_Instructions for the task_
The entries below must be restated word for word.

* * *

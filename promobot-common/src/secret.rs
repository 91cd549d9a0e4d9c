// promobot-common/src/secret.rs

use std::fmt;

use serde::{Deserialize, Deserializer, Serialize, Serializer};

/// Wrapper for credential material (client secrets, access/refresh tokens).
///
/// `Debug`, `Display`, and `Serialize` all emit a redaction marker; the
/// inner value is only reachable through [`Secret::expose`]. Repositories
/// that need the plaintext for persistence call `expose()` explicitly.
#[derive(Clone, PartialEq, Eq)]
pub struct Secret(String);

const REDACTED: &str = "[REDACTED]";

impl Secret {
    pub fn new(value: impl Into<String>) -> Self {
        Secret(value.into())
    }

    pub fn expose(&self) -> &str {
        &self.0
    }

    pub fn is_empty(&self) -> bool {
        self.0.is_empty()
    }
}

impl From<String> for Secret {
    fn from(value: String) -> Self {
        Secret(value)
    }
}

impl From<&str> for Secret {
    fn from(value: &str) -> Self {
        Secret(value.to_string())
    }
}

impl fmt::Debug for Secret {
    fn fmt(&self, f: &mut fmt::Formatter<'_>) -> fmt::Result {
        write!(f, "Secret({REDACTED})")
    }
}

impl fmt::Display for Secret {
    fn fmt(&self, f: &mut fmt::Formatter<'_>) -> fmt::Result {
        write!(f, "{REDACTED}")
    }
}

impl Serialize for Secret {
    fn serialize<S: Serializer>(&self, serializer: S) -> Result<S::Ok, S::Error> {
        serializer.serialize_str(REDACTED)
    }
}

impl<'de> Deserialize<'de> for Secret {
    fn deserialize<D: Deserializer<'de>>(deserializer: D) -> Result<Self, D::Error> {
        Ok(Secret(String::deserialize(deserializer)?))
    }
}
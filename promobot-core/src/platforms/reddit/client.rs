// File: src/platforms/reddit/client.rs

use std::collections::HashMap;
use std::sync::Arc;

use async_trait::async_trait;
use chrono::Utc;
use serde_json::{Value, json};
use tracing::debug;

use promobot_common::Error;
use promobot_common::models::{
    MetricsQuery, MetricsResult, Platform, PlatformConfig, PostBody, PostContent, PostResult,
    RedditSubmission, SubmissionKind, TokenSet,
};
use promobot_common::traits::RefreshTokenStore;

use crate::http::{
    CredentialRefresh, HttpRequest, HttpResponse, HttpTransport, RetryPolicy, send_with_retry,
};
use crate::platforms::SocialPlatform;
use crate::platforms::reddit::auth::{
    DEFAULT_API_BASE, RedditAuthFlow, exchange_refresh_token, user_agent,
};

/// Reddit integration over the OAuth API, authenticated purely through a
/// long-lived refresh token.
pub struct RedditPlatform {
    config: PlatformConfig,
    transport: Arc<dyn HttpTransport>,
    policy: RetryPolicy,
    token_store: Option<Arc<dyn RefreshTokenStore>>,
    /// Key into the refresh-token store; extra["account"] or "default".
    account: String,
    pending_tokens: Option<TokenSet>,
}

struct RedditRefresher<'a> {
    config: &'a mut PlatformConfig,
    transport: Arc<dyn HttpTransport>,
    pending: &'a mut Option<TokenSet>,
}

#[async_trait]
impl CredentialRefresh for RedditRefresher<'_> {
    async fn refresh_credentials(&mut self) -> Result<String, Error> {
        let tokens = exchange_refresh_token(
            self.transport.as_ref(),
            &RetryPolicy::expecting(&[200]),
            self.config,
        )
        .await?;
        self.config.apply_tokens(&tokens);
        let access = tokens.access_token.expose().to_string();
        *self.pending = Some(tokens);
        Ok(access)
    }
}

* * *

_Your response_
filename promobot-common/src/secret.rs
repository 91cd549d9a0e4d9c
// promobot-common/src/secret.rs

use std::fmt;

use serde::{Deserialize, Deserializer, Serialize, Serializer};

/// Wrapper for credential material (client secrets, access/refresh tokens).
///
/// `Debug`, `Display`, and `Serialize` all emit a redaction marker; the
/// inner value is only reachable through [`Secret::expose`]. Repositories
/// that need the plaintext for persistence call `expose()` explicitly.
#[derive(Clone, PartialEq, Eq)]
pub struct Secret(String);

const REDACTED: &str = "[REDACTED]";

impl Secret {
    pub fn new(value: impl Into<String>) -> Self {
        Secret(value.into())
    }

    pub fn expose(&self) -> &str {
        &self.0
    }

    pub fn is_empty(&self) -> bool {
        self.0.is_empty()
    }
}

impl From<String> for Secret {
    fn from(value: String) -> Self {
        Secret(value)
    }
}

impl From<&str> for Secret {
    fn from(value: &str) -> Self {
        Secret(value.to_string())
    }
}

impl fmt::Debug for Secret {
    fn fmt(&self, f: &mut fmt::Formatter<'_>) -> fmt::Result {
        write!(f, "Secret({REDACTED})")
    }
}

impl fmt::Display for Secret {
    fn fmt(&self, f: &mut fmt::Formatter<'_>) -> fmt::Result {
        write!(f, "{REDACTED}")
    }
}

impl Serialize for Secret {
    fn serialize<S: Serializer>(&self, serializer: S) -> Result<S::Ok, S::Error> {
        serializer.serialize_str(REDACTED)
    }
}

impl<'de> Deserialize<'de> for Secret {
    fn deserialize<D: Deserializer<'de>>(deserializer: D) -> Result<Self, D::Error> {
        Ok(Secret(String::deserialize(deserializer)?))
    }
}
filename promobot-core/src/platforms/reddit/client.rs
// File: src/platforms/reddit/client.rs

use std::collections::HashMap;
use std::sync::Arc;

use async_trait::async_trait;
use chrono::Utc;
use serde_json::{Value, json};
use tracing::debug;

use promobot_common::Error;
use promobot_common::models::{
    MetricsQuery, MetricsResult, Platform, PlatformConfig, PostBody, PostContent, PostResult,
    RedditSubmission, SubmissionKind, TokenSet,
};
use promobot_common::traits::RefreshTokenStore;

use crate::http::{
    CredentialRefresh, HttpRequest, HttpResponse, HttpTransport, RetryPolicy, send_with_retry,
};
use crate::platforms::SocialPlatform;
use crate::platforms::reddit::auth::{
    DEFAULT_API_BASE, RedditAuthFlow, exchange_refresh_token, user_agent,
};

/// Reddit integration over the OAuth API, authenticated purely through a
/// long-lived refresh token.
pub struct RedditPlatform {
    config: PlatformConfig,
    transport: Arc<dyn HttpTransport>,
    policy: RetryPolicy,
    token_store: Option<Arc<dyn RefreshTokenStore>>,
    /// Key into the refresh-token store; extra["account"] or "default".
    account: String,
    pending_tokens: Option<TokenSet>,
}

struct RedditRefresher<'a> {
    config: &'a mut PlatformConfig,
    transport: Arc<dyn HttpTransport>,
    pending: &'a mut Option<TokenSet>,
}

#[async_trait]
impl CredentialRefresh for RedditRefresher<'_> {
    async fn refresh_credentials(&mut self) -> Result<String, Error> {
        let tokens = exchange_refresh_token(
            self.transport.as_ref(),
            &RetryPolicy::expecting(&[200]),
            self.config,
        )
        .await?;
        self.config.apply_tokens(&tokens);
        let access = tokens.access_token.expose().to_string();
        *self.pending = Some(tokens);
        Ok(access)
    }
}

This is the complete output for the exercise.